**Directions for this task**
Copy out exactly the lines from the line containing "zeigt auf Item" to the end of the listing.

......

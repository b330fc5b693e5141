//! Die zentrale Map-Datenstruktur: Node- und Item-Arena, UID-Tabellen,
//! Sektoren und Spatial-Index.
//!
//! Alle Mutationen, die Positionen oder Referenzen verändern, laufen über
//! diese Struktur, damit Index und Sektor-Zuordnung konsistent bleiben.

use std::collections::{BTreeMap, HashMap, HashSet};
use std::fmt;

use glam::{Vec2, Vec3};
use ts_map_primitives::Token;

use super::error::{TopologyError, TopologyResult};
use super::items::{Item, ItemData, StepSize};
use super::{
    propagation, Arena, Direction, FixedVec3, ItemId, Node, NodeId, Owner, Reference, Sector,
    SectorCoord, SpatialIndex, DEFAULT_SECTOR_SIZE,
};
use crate::binary::FORMAT_VERSION;
use crate::shared::EngineOptions;

/// Ein bei [`Map::validate`] gefundener Verstoß gegen die Graph-Invarianten.
#[derive(Debug, Clone, PartialEq)]
pub enum ValidationIssue {
    /// Item verweist auf einen Node, der nicht (mehr) existiert
    DanglingNode { item: u64 },
    /// Node verweist auf ein Item, das nicht (mehr) existiert
    DanglingItem { node: u64 },
    /// Item referenziert einen Node, dessen Slots das Item nicht enthalten
    MissingBackReference { item: u64, node: u64 },
    /// Node-Slot zeigt auf ein Item, das den Node nicht referenziert
    StaleSlot { node: u64, item: u64 },
    /// Node ohne Item-Referenz
    Orphan { node: u64 },
    /// Root-Item liegt nicht im Sektor seines Ankers
    WrongSector { item: u64 },
    /// Index-Position weicht von der Node-Position ab
    IndexMismatch { node: u64 },
    /// Referenz nach dem Laden noch unaufgelöst
    Unresolved { uid: u64 },
}

impl fmt::Display for ValidationIssue {
    fn fmt(&self, f: &mut fmt::Formatter<'_>) -> fmt::Result {
        match self {
            ValidationIssue::DanglingNode { item } => {
                write!(f, "Item {item:#x} verweist auf einen geloeschten Node")
            }
            ValidationIssue::DanglingItem { node } => {
                write!(f, "Node {node:#x} verweist auf ein geloeschtes Item")
            }
            ValidationIssue::MissingBackReference { item, node } => {
                write!(f, "Node {node:#x} fuehrt Item {item:#x} in keinem Slot")
            }
            ValidationIssue::StaleSlot { node, item } => {
                write!(f, "Node {node:#x} zeigt auf Item {item:#x}, das ihn nicht referenziert")
            }
            ValidationIssue::Orphan { node } => write!(f, "Node {node:#x} ist verwaist"),
            ValidationIssue::WrongSector { item } => {
                write!(f, "Item {item:#x} liegt nicht im Sektor seines Ankers")
            }
            ValidationIssue::IndexMismatch { node } => {
                write!(f, "Spatial-Index und Node {node:#x} sind inkonsistent")
            }
            ValidationIssue::Unresolved { uid } => write!(f, "Referenz {uid:#x} unaufgeloest"),
        }
    }
}

/// Eine vollständige Karte.
#[derive(Debug, Clone)]
pub struct Map {
    name: String,
    sector_size: f32,
    /// Spiel-Kennung aus dem Datei-Header
    pub game_id: Token,
    nodes: Arena<Node>,
    items: Arena<Item>,
    node_uids: HashMap<u64, NodeId>,
    item_uids: HashMap<u64, ItemId>,
    sectors: BTreeMap<SectorCoord, Sector>,
    spatial_index: SpatialIndex,
    next_uid: u64,
    default_step_size: StepSize,
}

......

**Task answer**
                write!(f, "Node {node:#x} zeigt auf Item {item:#x}, das ihn nicht referenziert")
            }
            ValidationIssue::Orphan { node } => write!(f, "Node {node:#x} ist verwaist"),
            ValidationIssue::WrongSector { item } => {
                write!(f, "Item {item:#x} liegt nicht im Sektor seines Ankers")
            }
            ValidationIssue::IndexMismatch { node } => {
                write!(f, "Spatial-Index und Node {node:#x} sind inkonsistent")
            }
            ValidationIssue::Unresolved { uid } => write!(f, "Referenz {uid:#x} unaufgeloest"),
        }
    }
}

/// Eine vollständige Karte.
#[derive(Debug, Clone)]
pub struct Map {
    name: String,
    sector_size: f32,
    /// Spiel-Kennung aus dem Datei-Header
    pub game_id: Token,
    nodes: Arena<Node>,
    items: Arena<Item>,
    node_uids: HashMap<u64, NodeId>,
    item_uids: HashMap<u64, ItemId>,
    sectors: BTreeMap<SectorCoord, Sector>,
    spatial_index: SpatialIndex,
    next_uid: u64,
    default_step_size: StepSize,
}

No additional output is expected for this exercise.